Mit Leidenschaft, Löwenherz und dem entscheidenden Penalty ins Medaillenrennen: Die deutsche Eishockey-Nationalmannschaft hat bei der IIHF-Weltmeisterschaft 2021 nach einem faszinierenden Schlagabtausch mit der Schweiz das Halbfinale erreicht. Die Mannschaft von Bundestrainer Toni Söderholm besiegte den Dauerrivalen aus dem Nachbarland in einem dramatischen Duell mit 3:2 n. P. (0:1, 1:1, 1:0, 0:0, 1:0) und schaffte erstmals seit der Heim-WM 2010 wieder den Sprung in die Runde der letzten Vier. Im Olympic Sports Centre Riga erzielten Leon Gawanke, Tom Kühnhackl und Marcel Noebels die Tore für die deutsche Mannschaft, die auch vor elf Jahren im letzten erfolgreichen Viertelfinale die Schweizer geschlagen hatte – damals mit 1:0 in Mannheim.
Im DEB-Tor kam Mathias Niederberger zu seinem sechsten Starteinsatz bei diesem Turnier. Toni Söderholm behielt zudem die Kombination aus 13 Stürmern und sieben Verteidigern bei, mit der das DEB-Team beim 2:1 gegen Lettland aufgelaufen war. Personell gab es dabei keine Veränderungen, auch der bisherige deutsche Top-Scorer Marcel Noebels war einsatzfähig und spielte wie gewohnt an der Seite von Lukas Reichel und Leonhard Pföderl.

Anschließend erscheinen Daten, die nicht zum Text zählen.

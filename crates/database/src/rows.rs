//! Conversions between our value types and the PostgreSQL driver.

use chrono::{DateTime, NaiveDate, NaiveDateTime, NaiveTime, Utc};
use core_types::{QueryParam, Row};
use rust_decimal::prelude::ToPrimitive;
use rust_decimal::Decimal;
use serde_json::{Number, Value};
use sqlx::encode::IsNull;
use sqlx::error::BoxDynError;
use sqlx::postgres::types::Oid;
use sqlx::postgres::{PgArgumentBuffer, PgArguments, PgRow, PgTypeInfo};
use sqlx::query::Query;
use sqlx::{Column, Encode, Postgres, Row as _, Type, TypeInfo};
use uuid::Uuid;

/// OID of the `unknown` pseudo-type.
const UNKNOWN_OID: Oid = Oid(705);

/// A NULL sent with type `unknown`, so the server infers the type from where
/// the placeholder is used instead of assuming `text`.
struct UntypedNull;

impl Type<Postgres> for UntypedNull {
    fn type_info() -> PgTypeInfo {
        PgTypeInfo::with_oid(UNKNOWN_OID)
    }
}

impl Encode<'_, Postgres> for UntypedNull {
    fn encode_by_ref(&self, _buf: &mut PgArgumentBuffer) -> Result<IsNull, BoxDynError> {
        Ok(IsNull::Yes)
    }
}

/// Binds each parameter, in order, to `$1..$n`.
pub(crate) fn bind_params<'q>(
    mut query: Query<'q, Postgres, PgArguments>,
    params: &'q [QueryParam],
) -> Query<'q, Postgres, PgArguments> {
    for param in params {
        query = match param {
            QueryParam::Null => query.bind(UntypedNull),
            QueryParam::Bool(v) => query.bind(*v),
            QueryParam::Int(v) => query.bind(*v),
            QueryParam::Float(v) => query.bind(*v),
            QueryParam::Date(v) => query.bind(*v),
            QueryParam::Timestamp(v) => query.bind(*v),
            QueryParam::Text(v) => query.bind(v.as_str()),
        };
    }
    query
}

fn get<'r, T>(row: &'r PgRow, index: usize) -> Option<T>
where
    T: sqlx::Decode<'r, Postgres> + sqlx::Type<Postgres>,
{
    row.try_get::<Option<T>, _>(index).ok().flatten()
}

fn float(value: f64) -> Value {
    Number::from_f64(value).map(Value::Number).unwrap_or(Value::Null)
}

/// Decodes one column into JSON. NULLs and types we cannot decode become `null`.
fn column_value(row: &PgRow, index: usize, type_name: &str) -> Value {
    let value = match type_name {
        "BOOL" => get::<bool>(row, index).map(Value::Bool),
        "INT2" => get::<i16>(row, index).map(Value::from),
        "INT4" => get::<i32>(row, index).map(Value::from),
        "INT8" => get::<i64>(row, index).map(Value::from),
        "FLOAT4" => get::<f32>(row, index).map(|v| float(f64::from(v))),
        "FLOAT8" => get::<f64>(row, index).map(float),
        "NUMERIC" => get::<Decimal>(row, index).map(|v| v.to_f64().map(float).unwrap_or(Value::Null)),
        "UUID" => get::<Uuid>(row, index).map(|v| Value::String(v.to_string())),
        "DATE" => get::<NaiveDate>(row, index).map(|v| Value::String(v.to_string())),
        "TIME" => get::<NaiveTime>(row, index).map(|v| Value::String(v.to_string())),
        "TIMESTAMP" => get::<NaiveDateTime>(row, index).map(|v| Value::String(v.to_string())),
        "TIMESTAMPTZ" => get::<DateTime<Utc>>(row, index).map(|v| Value::String(v.to_rfc3339())),
        "JSON" | "JSONB" => get::<Value>(row, index),
        "TEXT[]" | "VARCHAR[]" => get::<Vec<String>>(row, index).map(Value::from),
        "INT4[]" => get::<Vec<i32>>(row, index).map(Value::from),
        _ => get::<String>(row, index).map(Value::String),
    };
    value.unwrap_or(Value::Null)
}

/// Converts a driver row into a column-name keyed JSON object.
pub(crate) fn row_to_json(row: &PgRow) -> Row {
    row.columns()
        .iter()
        .map(|column| {
            let value = column_value(row, column.ordinal(), column.type_info().name());
            (column.name().to_string(), value)
        })
        .collect()
}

Beide Teams gingen wie erwartet mit hohem Tempo und viel Einsatz in das Viertelfinale. Den besseren Start erwischte die DEB-Auswahl, die mit gefährlichen Schüssen von der blauen Linie und viel Zug zum Tor den Schweizer Torhüter Leonardo Genoni zu ersten Paraden zwang. Die Eidgenossen zeigten sich vor allem bei schnell vorgetragenen Kontern gefährlich. Als sich die Schweizer das erste Mal so richtig im Angriffsdrittel festsetzen konnte, traf der freigespielte Ramon Untersander (16.) ins kurze Eck zu Führung nach einem insgesamt ausgeglichenen ersten Spielabschnitt.
Zu Beginn des zweiten Drittels hatten die Schweizer zunächst mehr Spielanteile und hatten die große Chance, bei einer doppelten Überzahl den nächsten Treffer zu erzielen. Doch wie so oft in dem Turnier lieferte die DEB-Auswahl ein tadelloses Penalty Killing ab. In der Folge kam das Team von Bundestrainer Toni Söderholm wieder besser ins Spiel, musste nach einem Konter jedoch das zweite Gegentor durch Fabrice Herzog (34.) hinnehmen. Auf der Gegenseite war es schließlich Tom Kühnhackl (38.), der im Nachsetzen den wichtigen Anschlusstreffer noch vor der zweiten Pause erzielte.
Im Schlussabschnitt kam die DEB-Auswahl entschlossen aus der Kabine und konnte die Leistung nochmal steigern. So nahm der Druck auf Genoni zu, Noebels (49.) und Eisenschmid (56.) hatten den Ausgleich auf dem Schläger. Die Belohnung für den großen Kampf kam dann 44 Sekunden vor dem Ende: Mit einem Feldspieler mehr auf dem Eis traf Leon Gawanke (60.) zum umjubelten Ausgleich.
Die darauffolgende Verlängerung wurde endgültig zum Nervenspiel: Pföderl (61.) und Kahun (63.) hatten die besten Chancen in der spannenden zehnminütigen Verlängerung, während Mathias Niederberger zweimal mit überragenden Paraden glänzte und die Chance auf das Halbfinale festhielt.
Im anschließenden Penaltyschießen traf Timo Meier als dritter Penaltyschütze für die Schweiz, doch Dominik Kahun egalisierte umgehend. Mit dem fünften und entscheidenden Penalty traf schließlich Marcel Noebels mit einem spektakulären Move zum Sieg.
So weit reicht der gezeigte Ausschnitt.